I currently started a little project, expieriencing the world of JS and HTML5.

I tried a few months ago, already, but I stopped, because I've had not enough time to create a MVC single page application from scratch. There were too many concepts and patterns, that had to be understood and I would have regretted losing all that knowledge from lack of use on my daily work. Use it or lose it!

Yesterday I just found this post on John Papa's blog and I thought that would be great to use as a start. Basically it's an MVC template, called HotTowel, which implements already great concepts like data-binding, minification and so forth. I would experience the code as far as I needed for the moment and would experience it further, as soon as I'd need to.

I'd like to build an application for fetching data from my works existing data model project. In our Silverlight application, we bootstrap it through preloading and initializing dictionaries and other properties and calling async Init() methods (e.g. for downloading XML files containing custom codes and put them into dictionaries). MEF is used to get rid of unhandy dependencies.

As far as I understood server side initialization has to be done in the Application_Start() method in the Global.asax file. I wonder how I'd await async calls in this method? What's the best practices? My queries on the client side heavily rely on these classes to be initialized. What options are there?

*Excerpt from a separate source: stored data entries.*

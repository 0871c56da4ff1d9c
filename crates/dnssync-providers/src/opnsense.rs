// # OPNsense Adapter
//
// Unbound host overrides on OPNsense, API key/secret as HTTP basic auth.
// Only A records are managed: CNAME writes are rejected (`Ok(false)`) and
// listings never contain CNAMEs.
//
// ## API Reference
//
// - Liveness: `GET /api/core/firmware/info`
// - List: `GET /api/unbound/settings/get`
// - Search: `GET /api/unbound/settings/searchHost`
// - Add: `POST /api/unbound/settings/addHost`
// - Delete: `POST /api/unbound/settings/delHost/:uuid`

use async_trait::async_trait;
use dnssync_core::config::ServerConfig;
use dnssync_core::credentials::{require, resolve_auth};
use dnssync_core::retry::into_connection_error;
use dnssync_core::traits::{AdapterContext, ServerAdapter, ServerAdapterFactory};
use dnssync_core::{AdapterRegistry, DnsRecord, RecordSet, RecordType, Result};
use serde::Deserialize;
use serde_json::{Value, json};
use std::sync::Arc;
use tracing::{debug, warn};

use crate::http::{HttpClient, accepted};

/// Adapter type tag
pub const TYPE: &str = "opnsense";

#[derive(Debug, Default, Deserialize)]
struct SearchResult {
    #[serde(default)]
    rows: Vec<HostRow>,
}

#[derive(Debug, Deserialize)]
struct HostRow {
    uuid: Option<String>,
    #[serde(default)]
    hostname: String,
    #[serde(default)]
    domain: String,
}

/// OPNsense Unbound adapter
pub struct OpnsenseAdapter {
    name: String,
    api_key: String,
    api_secret: String,
    http: HttpClient,
}

impl std::fmt::Debug for OpnsenseAdapter {
    fn fmt(&self, f: &mut std::fmt::Formatter<'_>) -> std::fmt::Result {
        f.debug_struct("OpnsenseAdapter")
            .field("name", &self.name)
            .field("base_url", &self.http.base_url())
            .field("api_key", &"<REDACTED>")
            .field("api_secret", &"<REDACTED>")
            .finish()
    }
}

impl OpnsenseAdapter {
    /// Create an adapter
    pub fn new(
        config: &ServerConfig,
        api_key: impl Into<String>,
        api_secret: impl Into<String>,
    ) -> Result<Self> {
        Ok(Self {
            name: config.name.clone(),
            api_key: api_key.into(),
            api_secret: api_secret.into(),
            http: HttpClient::new(config, TYPE, None)?,
        })
    }

    fn get(&self, client: &reqwest::Client, url: &str) -> reqwest::RequestBuilder {
        client
            .get(url)
            .basic_auth(&self.api_key, Some(&self.api_secret))
    }

    fn post(&self, client: &reqwest::Client, url: &str) -> reqwest::RequestBuilder {
        client
            .post(url)
            .basic_auth(&self.api_key, Some(&self.api_secret))
    }

    /// Split `nas.home` into (`nas`, `home`)
    fn split_fqdn(domain: &str) -> (&str, &str) {
        domain.split_once('.').unwrap_or((domain, ""))
    }

    fn a_only(&self, what: &str, record: &DnsRecord) -> bool {
        if record.record_type == RecordType::A {
            return true;
        }
        debug!(
            "OPNsense {} of {} on {} skipped: only A records are supported",
            what, record, self.name
        );
        false
    }
}

/// Host overrides from a settings document
///
/// `hosts.host` is either a list or a map keyed by uuid, and may sit under
/// a top-level `unbound` object.
fn parse_hosts(settings: &Value) -> RecordSet {
    let root = settings.get("unbound").unwrap_or(settings);
    let hosts: Vec<&Value> = match root.pointer("/hosts/host") {
        Some(Value::Array(items)) => items.iter().collect(),
        Some(Value::Object(items)) => items.values().collect(),
        _ => Vec::new(),
    };

    let mut records = RecordSet::new();
    for host in hosts {
        let field = |key: &str| host.get(key).and_then(Value::as_str).unwrap_or_default();
        let (hostname, domain) = (field("hostname"), field("domain"));
        let ip = host
            .pointer("/rr/a")
            .or_else(|| host.get("server"))
            .and_then(Value::as_str)
            .unwrap_or_default();
        if hostname.is_empty() || domain.is_empty() || ip.is_empty() {
            continue;
        }
        records.insert(&DnsRecord::a(ip, format!("{}.{}", hostname, domain)));
    }
    records
}

#[async_trait]
impl ServerAdapter for OpnsenseAdapter {
    async fn connect(&mut self) -> Result<()> {
        let url = self.http.url("/api/core/firmware/info");
        self.http
            .fetch("firmware info", |c| self.get(c, &url))
            .await
            .map_err(|e| into_connection_error(&self.name, e))?;
        debug!("Connected to OPNsense {}", self.name);
        Ok(())
    }

    async fn get_records(&self) -> Result<RecordSet> {
        let url = self.http.url("/api/unbound/settings/get");
        let settings: Value = self
            .http
            .fetch_json("read settings", |c| self.get(c, &url))
            .await?;
        Ok(parse_hosts(&settings))
    }

    async fn add_record(&self, record: &DnsRecord) -> Result<bool> {
        if !self.a_only("add", record) {
            return Ok(false);
        }
        let (hostname, domain) = Self::split_fqdn(&record.domain);
        let payload = json!({
            "host": {
                "enabled": "1",
                "hostname": hostname,
                "domain": domain,
                "rr": { "a": record.value },
            }
        });
        let url = self.http.url("/api/unbound/settings/addHost");
        let response = self
            .http
            .execute("add host", |c| self.post(c, &url).json(&payload))
            .await?;

        let status = response.status();
        if !accepted(status, &[200]) {
            warn!("OPNsense add {} on {} rejected (HTTP {})", record, self.name, status);
        }
        Ok(accepted(status, &[200]))
    }

    async fn delete_record(&self, record: &DnsRecord) -> Result<bool> {
        if !self.a_only("delete", record) {
            return Ok(false);
        }
        let (hostname, domain) = Self::split_fqdn(&record.domain);

        let search_url = self.http.url("/api/unbound/settings/searchHost");
        let response = self
            .http
            .execute("search hosts", |c| self.get(c, &search_url))
            .await?;
        if !response.status().is_success() {
            return Ok(false);
        }
        let search: SearchResult = self.http.json("search hosts", response).await?;

        let uuid = search
            .rows
            .into_iter()
            .find(|row| row.hostname == hostname && row.domain == domain)
            .and_then(|row| row.uuid);
        let Some(uuid) = uuid else {
            debug!("OPNsense host {} not found on {}", record.domain, self.name);
            return Ok(false);
        };

        let del_url = self
            .http
            .url(&format!("/api/unbound/settings/delHost/{}", uuid));
        let response = self
            .http
            .execute("delete host", |c| self.post(c, &del_url))
            .await?;
        Ok(accepted(response.status(), &[200]))
    }

    fn server_name(&self) -> &str {
        &self.name
    }

    fn adapter_type(&self) -> &'static str {
        TYPE
    }
}

/// Factory for OPNsense adapters
pub struct OpnsenseFactory;

#[async_trait]
impl ServerAdapterFactory for OpnsenseFactory {
    async fn create(
        &self,
        config: &ServerConfig,
        ctx: &AdapterContext,
    ) -> Result<Box<dyn ServerAdapter>> {
        let auth = resolve_auth(config, ctx.credentials.as_ref()).await?;
        let api_key = require(&auth, config, "api_key")?;
        let api_secret = require(&auth, config, "api_secret")?;
        Ok(Box::new(OpnsenseAdapter::new(config, api_key, api_secret)?))
    }
}

/// Register the OPNsense adapter with a registry
pub fn register(registry: &AdapterRegistry) {
    registry.register_adapter(TYPE, Arc::new(OpnsenseFactory));
}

My thoughts were the following:

  • Application_Start() fires and forgets the async initialization process. If I'd perform a request (on a controller I guess) before the initialization finished, I'd have to wait for the callback of the initialization process and start queries as soon as it arrives. Advantage of this'd be, that initialization runs, while the user already can navigate through the application.
  • I'd implement some kind of lazy initialization. I'd process the initialization as soon as the first request is made. That may take long for the first request, though.
  • I'd run the initialization process synchronously in Application_Start(). The major disadvantage of this I've seen so far is, that the browser window seems freezed to the user. I'd be comfortable with this solution, if it was possible to let the user keep track of the current initialization status (some kind of splash screen).

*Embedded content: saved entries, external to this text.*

// # Sync Store Implementations
//
// This module provides implementations of the SyncStore trait for
// different persistence strategies.

pub mod file;
pub mod memory;
pub mod settings;

pub use file::FileSyncStore;
pub use memory::MemorySyncStore;
pub use settings::ScheduleSettingsFile;

use std::collections::BTreeMap;
use std::sync::Arc;

use crate::config::StoreConfig;
use crate::error::Result;
use crate::traits::{Snapshot, SyncRun, SyncStore};

/// Oldest history entries beyond this count are pruned on append
pub const MAX_HISTORY_ENTRIES: usize = 10_000;

/// Open the store described by the configuration
pub async fn open(config: &StoreConfig) -> Result<Arc<dyn SyncStore>> {
    match config {
        StoreConfig::File { path } => {
            tracing::info!("Using file store at {}", path);
            Ok(Arc::new(FileSyncStore::new(path).await?))
        }
        StoreConfig::Memory => {
            tracing::warn!("Using in-memory store: the hub cache will not survive restarts");
            Ok(Arc::new(MemorySyncStore::new()))
        }
    }
}

/// Everything a store holds, shared by both implementations
#[derive(Debug, Clone, Default, PartialEq, Eq)]
pub(crate) struct StoreData {
    /// Authoritative snapshot per hub
    pub hub_cache: BTreeMap<String, Snapshot>,
    /// Last-applied snapshot per spoke
    pub spoke_state: BTreeMap<String, Snapshot>,
    /// Sync runs, oldest first
    pub history: Vec<SyncRun>,
}

impl StoreData {
    pub fn push_run(&mut self, run: SyncRun) {
        self.history.push(run);
        if self.history.len() > MAX_HISTORY_ENTRIES {
            let excess = self.history.len() - MAX_HISTORY_ENTRIES;
            self.history.drain(..excess);
        }
    }

    pub fn history(&self, limit: usize, server_name: Option<&str>) -> Vec<SyncRun> {
        self.history
            .iter()
            .rev()
            .filter(|run| server_name.is_none_or(|name| run.server_name == name))
            .take(limit)
            .cloned()
            .collect()
    }

    pub fn clear_history(&mut self, server_name: Option<&str>) -> usize {
        let before = self.history.len();
        match server_name {
            Some(name) => self.history.retain(|run| run.server_name != name),
            None => self.history.clear(),
        }
        before - self.history.len()
    }
}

Though I don't know how any of them would work concretly and would be glad if any of you could give me some advices for how and where to start.

Was it helpful?

Solution

You can use a Task<MyDataModel> to represent the data.

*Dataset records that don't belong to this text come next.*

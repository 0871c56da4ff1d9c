//! Sync orchestrator
//!
//! The orchestrator sequences one reconciliation cycle:
//!
//! ```text
//! RefreshHub ──┬── Fresh ─────────┐
//!              ├── Stale fallback ├──► per spoke: Connect → Diff/Apply → Persist
//!              └── Unavailable ───┘    (each spoke isolated)
//! ```
//!
//! ## Failure isolation
//!
//! Adapter errors are caught here, per hub and per spoke, and turned into a
//! history row, a notification and a [`SyncEvent`]. They never reach the
//! caller, and one spoke's failure never prevents the others from running.
//! Store failures are logged and never undo a reconciliation that already
//! happened on the live server.
//!
//! ## Mutual exclusion
//!
//! Hub refreshes never overlap. Two operations against the same spoke never
//! interleave; different spokes proceed independently. Each batch drops the
//! spoke locks and cached adapter sessions of servers that have left the
//! inventory, so both maps stay bounded by the configured fleet.

use chrono::{DateTime, Utc};
use std::collections::{BTreeMap, HashMap, HashSet};
use std::sync::{Arc, PoisonError};
use tokio::sync::mpsc::error::TrySendError;
use tokio::sync::{Mutex, mpsc};
use tracing::{debug, error, info, warn};

use crate::config::{EngineConfig, ServerConfig, SyncMode};
use crate::engine::{self, SyncStats};
use crate::error::{Error, Result};
use crate::inventory::ServerInventory;
use crate::record::RecordSet;
use crate::registry::AdapterRegistry;
use crate::traits::{AdapterContext, Notifier, SyncRun, SyncStore};

/// Events emitted by the orchestrator
#[derive(Debug, Clone, PartialEq, Eq)]
pub enum SyncEvent {
    /// Hub records fetched and cached
    HubRefreshed { hub: String, records: usize },

    /// Hub unreachable; the cached snapshot is served instead
    HubStale {
        hub: String,
        error: String,
        last_updated: DateTime<Utc>,
    },

    /// Hub unreachable and nothing cached
    HubUnavailable { hub: String, error: String },

    /// A spoke was reconciled
    SpokeSynced { spoke: String, stats: SyncStats },

    /// A spoke sync failed at the adapter level
    SpokeFailed { spoke: String, error: String },

    /// A spoke was not attempted
    SpokeSkipped { spoke: String, reason: String },

    /// Every record was removed from a spoke
    SpokeCleared { spoke: String, removed: usize },

    /// A full cycle finished
    CycleCompleted { succeeded: usize, failed: usize },
}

static Task<MyDataModel> dataTask;
public static Task<MyDataModel> LoadDataModelAsync()
{
  var ret = new MyDataModel();
  await ret.Init();
  return ret;
}

Kick it off in Application_Start (or a static constructor):

dataTask = LoadDataModelAsync();

Then each of your actions that needs it can await for it to complete:

MyDataModel data = await dataTask;
...

If it's already complete, the await will detect that and continue (synchronously).